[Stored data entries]
------------------------

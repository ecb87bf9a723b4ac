use tracing::{debug, warn};

use crate::interaction::{Behavior, BehaviorHandle, BehaviorSet, InteractionEvent};
use crate::world::{Animation, EntityId, WorldEngine, WorldSignal};

/// A finished pour between two labelled cylinders.
#[derive(Debug, Clone, PartialEq, Eq)]
pub struct PourCompleted {
    pub from: String,
    pub to: String,
    pub source: EntityId,
    pub target: EntityId,
}

#[derive(Debug, Clone, PartialEq, Eq)]
struct PendingPour {
    target: EntityId,
    target_label: String,
}

#[derive(Debug)]
pub struct PouringBehavior {
    label: String,
    entity: Option<EntityId>,
    pending: Option<PendingPour>,
}

impl PouringBehavior {
    pub fn new(label: impl Into<String>) -> Self {
        Self {
            label: label.into(),
            entity: None,
            pending: None,
        }
    }

    pub fn label(&self) -> &str {
        &self.label
    }

    pub fn is_pouring(&self) -> bool {
        self.pending.is_some()
    }
}

impl Behavior for PouringBehavior {
    fn name(&self) -> &'static str {
        "pouring"
    }

    fn attach(&mut self, entity: EntityId, _world: &mut dyn WorldEngine) {
        self.entity = Some(entity);
        self.pending = None;
    }

    fn detach(&mut self, _world: &mut dyn WorldEngine) {
        self.entity = None;
        self.pending = None;
    }
}

/// The set of pourable cylinders and the pours they have finished.
///
/// Activating a held cylinder starts a pour into the nearest other cylinder
/// it overlaps. The pour only counts once its animation reports back.
#[derive(Debug, Default)]
pub struct PourStation {
    cylinders: BehaviorSet<PouringBehavior>,
    completed: Vec<PourCompleted>,
}

impl PourStation {
    pub fn add_cylinder(
        &mut self,
        entity: EntityId,
        label: impl Into<String>,
        world: &mut dyn WorldEngine,
    ) -> BehaviorHandle<PouringBehavior> {
        self.cylinders
            .attach(entity, PouringBehavior::new(label), world)
    }

    pub fn cylinder(&self, handle: BehaviorHandle<PouringBehavior>) -> Option<&PouringBehavior> {
        self.cylinders.get(handle)
    }

    pub fn cylinder_entities(&self) -> Vec<EntityId> {
        self.cylinders.iter().map(|(entity, _)| entity).collect()
    }

    pub fn is_pouring(&self) -> bool {
        self.cylinders
            .iter()
            .any(|(_, cylinder)| cylinder.is_pouring())
    }

    pub fn on_interaction(&mut self, event: &InteractionEvent, world: &mut dyn WorldEngine) {
        let InteractionEvent::Active { entity, .. } = *event else {
            return;
        };
        let Some(source) = self.cylinders.for_entity(entity) else {
            return;
        };
        if source.is_pouring() {
            debug!(cylinder = source.label(), "pour_ignored_while_animating");
            return;
        }

        let origin = world.position(entity);
        let mut best: Option<(f32, EntityId, String)> = None;
        for (candidate, cylinder) in self.cylinders.iter() {
            if candidate == entity || !world.intersects(entity, candidate) {
                continue;
            }
            let distance = match (origin, world.position(candidate)) {
                (Some(origin), Some(position)) => origin.distance(position),
                _ => f32::MAX,
            };
            match best {
                Some((best_distance, _, _)) if best_distance <= distance => {}
                _ => best = Some((distance, candidate, cylinder.label().to_string())),
            }
        }

        let Some((_, target, target_label)) = best else {
            warn!(cylinder = source.label(), "pour_without_target");
            return;
        };
        if let Some(cylinder) = self.cylinders.for_entity_mut(entity) {
            debug!(from = cylinder.label(), to = target_label.as_str(), "pour_started");
            cylinder.pending = Some(PendingPour {
                target,
                target_label,
            });
            world.play_animation(entity, Animation::Pour);
        }
    }

    pub fn on_world_signal(&mut self, signal: &WorldSignal) {
        let WorldSignal::AnimationFinished {
            entity,
            animation: Animation::Pour,
        } = *signal
        else {
            return;
        };
        let Some(cylinder) = self.cylinders.for_entity_mut(entity) else {
            return;
        };
        let Some(pour) = cylinder.pending.take() else {
            return;
        };
        debug!(from = cylinder.label(), to = pour.target_label.as_str(), "pour_completed");
        self.completed.push(PourCompleted {
            from: cylinder.label.clone(),
            to: pour.target_label,
            source: entity,
            target: pour.target,
        });
    }

    /// Cancels in-flight pours and sends every cylinder back to its spawn.
    pub fn respawn_all(&mut self, world: &mut dyn WorldEngine) {
        for (entity, cylinder) in self.cylinders.iter_mut() {
            cylinder.pending = None;
            world.play_animation(entity, Animation::Respawn);
        }
        self.completed.clear();
    }

    pub fn drain_completed(&mut self) -> Vec<PourCompleted> {
        std::mem::take(&mut self.completed)
    }
}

------------------------

= ASSIGNMENT =
Only the lines that contain the string "match" should be copied from the entries above.

= RESULT FOR THIS TASK =
            let distance = match (origin, world.position(candidate)) {
            match best {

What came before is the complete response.